*** Begin section ***
impl Snapshot {
    /// Generation of this snapshot; bumped on every effective mutation
    pub fn generation(&self) -> u64 {
        self.generation
    }

    /// Look up a GatewayClass by name
    pub fn gateway_class(&self, name: &str) -> Option<&Arc<GatewayClass>> {
        self.gateway_classes.get(&ObjectKey::cluster(name))
    }

    /// All GatewayClasses, ordered by name
    pub fn gateway_classes(&self) -> impl Iterator<Item = &Arc<GatewayClass>> {
        self.gateway_classes.values()
    }

    /// Look up a GatewayConfig
    pub fn gateway_config(&self, key: &ObjectKey) -> Option<&Arc<GatewayConfig>> {
        self.gateway_configs.get(key)
    }

    /// Look up a Gateway
    pub fn gateway(&self, key: &ObjectKey) -> Option<&Arc<Gateway>> {
        self.gateways.get(key)
    }

    /// All Gateways, ordered by key
    pub fn gateways(&self) -> impl Iterator<Item = (&ObjectKey, &Arc<Gateway>)> {
        self.gateways.iter()
    }

    /// Gateways of a class
    pub fn gateways_of_class<'a>(
        &'a self,
        class: &'a str,
    ) -> impl Iterator<Item = (&'a ObjectKey, &'a Arc<Gateway>)> + 'a {
        self.gateways
            .iter()
            .filter(move |(_, g)| g.spec.gateway_class_name == class)
    }

    /// Look up a UDPRoute
    pub fn udp_route(&self, key: &ObjectKey) -> Option<&Arc<UdpRoute>> {
        self.udp_routes.get(key)
    }

    /// All UDPRoutes, ordered by key
    pub fn udp_routes(&self) -> impl Iterator<Item = (&ObjectKey, &Arc<UdpRoute>)> {
        self.udp_routes.iter()
    }

    /// Routes whose parentRefs name the gateway, ordered by key
    pub fn routes_for_gateway<'a>(
        &'a self,
        gateway: &ObjectKey,
    ) -> impl Iterator<Item = (&'a ObjectKey, &'a Arc<UdpRoute>)> + 'a {
        self.routes_by_gateway
            .get(gateway)
            .into_iter()
            .flatten()
            .filter_map(|k| self.udp_routes.get_key_value(k))
    }

    /// Look up a Service
    pub fn service(&self, key: &ObjectKey) -> Option<&Arc<Service>> {
        self.services.get(key)
    }

    /// EndpointSlices belonging to a service, ordered by key
    pub fn endpoint_slices_for_service<'a>(
        &'a self,
        service: &ObjectKey,
    ) -> impl Iterator<Item = &'a Arc<EndpointSlice>> + 'a {
        self.slices_by_service
            .get(service)
            .into_iter()
            .flatten()
            .filter_map(|k| self.endpoint_slices.get(k))
    }

    /// Look up a Secret
    pub fn secret(&self, key: &ObjectKey) -> Option<&Arc<Secret>> {
        self.secrets.get(key)
    }

    /// All Nodes, ordered by name
    pub fn nodes(&self) -> impl Iterator<Item = &Arc<Node>> {
        self.nodes.values()
    }

    /// Look up a Dataplane by name
    pub fn dataplane(&self, name: &str) -> Option<&Arc<Dataplane>> {
        self.dataplanes.get(&ObjectKey::cluster(name))
    }

    /// Whether the store holds the resource
    pub fn contains(&self, key: &ResourceKey) -> bool {
        self.get(key).is_some()
    }

    /// Owned copy of one object
    pub fn get(&self, key: &ResourceKey) -> Option<Object> {
        let k = &key.key;
        match key.kind {
            ObjectKind::GatewayClass => self.gateway_classes.get(k).map(owned),
            ObjectKind::GatewayConfig => self.gateway_configs.get(k).map(owned),
            ObjectKind::Gateway => self.gateways.get(k).map(owned),
            ObjectKind::UdpRoute => self.udp_routes.get(k).map(owned),
            ObjectKind::Service => self.services.get(k).map(owned),
            ObjectKind::EndpointSlice => self.endpoint_slices.get(k).map(owned),
            ObjectKind::Secret => self.secrets.get(k).map(owned),
            ObjectKind::Node => self.nodes.get(k).map(owned),
            ObjectKind::Dataplane => self.dataplanes.get(k).map(owned),
        }
    }

    /// Keys of every stored object of a kind, ordered
    pub fn keys(&self, kind: ObjectKind) -> Vec<ObjectKey> {
        fn keys_of<V>(map: &BTreeMap<ObjectKey, V>) -> Vec<ObjectKey> {
            map.keys().cloned().collect()
        }
        match kind {
            ObjectKind::GatewayClass => keys_of(&self.gateway_classes),
            ObjectKind::GatewayConfig => keys_of(&self.gateway_configs),
            ObjectKind::Gateway => keys_of(&self.gateways),
            ObjectKind::UdpRoute => keys_of(&self.udp_routes),
            ObjectKind::Service => keys_of(&self.services),
            ObjectKind::EndpointSlice => keys_of(&self.endpoint_slices),
            ObjectKind::Secret => keys_of(&self.secrets),
            ObjectKind::Node => keys_of(&self.nodes),
            ObjectKind::Dataplane => keys_of(&self.dataplanes),
        }
    }

    /// Owned copies of every stored object of a kind, ordered by key
    pub fn list(&self, kind: ObjectKind) -> Vec<Object> {
        self.keys(kind)
            .into_iter()
            .filter_map(|key| self.get(&ResourceKey::new(kind, key)))
            .collect()
    }

    fn is_current(&self, object: &Object) -> bool {
        let key = object.key();
        match object {
            Object::GatewayClass(o) => is_current(&self.gateway_classes, &key, o),
            Object::GatewayConfig(o) => is_current(&self.gateway_configs, &key, o),
            Object::Gateway(o) => is_current(&self.gateways, &key, o),
            Object::UdpRoute(o) => is_current(&self.udp_routes, &key, o),
            Object::Service(o) => is_current(&self.services, &key, o),
            Object::EndpointSlice(o) => is_current(&self.endpoint_slices, &key, o),
            Object::Secret(o) => is_current(&self.secrets, &key, o),
            Object::Node(o) => is_current(&self.nodes, &key, o),
            Object::Dataplane(o) => is_current(&self.dataplanes, &key, o),
        }
    }

    fn insert(&mut self, object: Object) -> bool {
        let key = object.key();
        match object {
            Object::GatewayClass(o) => upsert(&mut self.gateway_classes, key, o),
            Object::GatewayConfig(o) => upsert(&mut self.gateway_configs, key, o),
            Object::Gateway(o) => upsert(&mut self.gateways, key, o),
            Object::UdpRoute(o) => {
                let previous = self.udp_routes.get(&key).cloned();
                if !upsert(&mut self.udp_routes, key.clone(), o) {
                    return false;
                }
                if let Some(previous) = previous {
                    self.unindex_route(&key, &previous);
                }
                if let Some(route) = self.udp_routes.get(&key).cloned() {
                    self.index_route(&key, &route);
                }
                true
            }
            Object::Service(o) => upsert(&mut self.services, key, o),
            Object::EndpointSlice(o) => {
                let previous = self.endpoint_slices.get(&key).and_then(|s| service_of_slice(s));
                if !upsert(&mut self.endpoint_slices, key.clone(), o) {
                    return false;
                }
                if let Some(service) = previous {
                    unlink(&mut self.slices_by_service, &service, &key);
                }
                let service = self.endpoint_slices.get(&key).and_then(|s| service_of_slice(s));
                if let Some(service) = service {
                    self.slices_by_service.entry(service).or_default().insert(key);
                }
                true
            }
            Object::Secret(o) => upsert(&mut self.secrets, key, o),
            Object::Node(o) => upsert(&mut self.nodes, key, o),
            Object::Dataplane(o) => upsert(&mut self.dataplanes, key, o),
        }
    }

    fn remove(&mut self, key: &ResourceKey) -> bool {
        let k = &key.key;
        match key.kind {
            ObjectKind::GatewayClass => self.gateway_classes.remove(k).is_some(),
            ObjectKind::GatewayConfig => self.gateway_configs.remove(k).is_some(),
            ObjectKind::Gateway => self.gateways.remove(k).is_some(),
            ObjectKind::UdpRoute => match self.udp_routes.remove(k) {
                Some(route) => {
                    self.unindex_route(k, &route);
                    true
                }
                None => false,
            },
            ObjectKind::Service => self.services.remove(k).is_some(),
            ObjectKind::EndpointSlice => match self.endpoint_slices.remove(k) {
                Some(slice) => {
                    if let Some(service) = service_of_slice(&slice) {
                        unlink(&mut self.slices_by_service, &service, k);
                    }
                    true
                }
                None => false,
            },
            ObjectKind::Secret => self.secrets.remove(k).is_some(),
            ObjectKind::Node => self.nodes.remove(k).is_some(),
            ObjectKind::Dataplane => self.dataplanes.remove(k).is_some(),
        }
    }

    fn index_route(&mut self, key: &ObjectKey, route: &UdpRoute) {
        for gateway in route.parent_gateways() {
            self.routes_by_gateway
                .entry(gateway)
                .or_default()
                .insert(key.clone());
        }
    }

    fn unindex_route(&mut self, key: &ObjectKey, route: &UdpRoute) {
        for gateway in route.parent_gateways() {
            unlink(&mut self.routes_by_gateway, &gateway, key);
        }
    }

    fn apply(&mut self, event: StoreEvent) -> Result<Option<ResourceKey>, Error> {
        match event {
            StoreEvent::Upsert(object) => {
                object.validate()?;
                let resource = object.resource_key();
                Ok(self.insert(object).then_some(resource))
            }
            StoreEvent::Delete(key) => Ok(self.remove(&key).then_some(key)),
            StoreEvent::Replace(kind, objects) => {
                let mut first_change = None;
                let mut seen = BTreeSet::new();
                for object in objects {
                    if object.kind() != kind {
                        warn!(
                            expected = %kind,
                            got = %object.kind(),
                            "Dropping mismatched object from relist"
                        );
                        continue;
                    }
                    if let Err(e) = object.validate() {
                        warn!(error = %e, "Dropping invalid object from relist");
                        continue;
                    }
                    let resource = object.resource_key();
                    seen.insert(resource.key.clone());
                    if self.insert(object) && first_change.is_none() {
                        first_change = Some(resource);
                    }
                }
                for stale in self.keys(kind).into_iter().filter(|k| !seen.contains(k)) {
                    let resource = ResourceKey::new(kind, stale);
                    if self.remove(&resource) && first_change.is_none() {
                        first_change = Some(resource);
                    }
                }
                Ok(first_change)
            }
        }
    }
}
*** End section ***
• [What the task requires]:
Search the listing above for lines containing "stored", and copy them.

• [Problem solution]:
    /// Keys of every stored object of a kind, ordered
    /// Owned copies of every stored object of a kind, ordered by key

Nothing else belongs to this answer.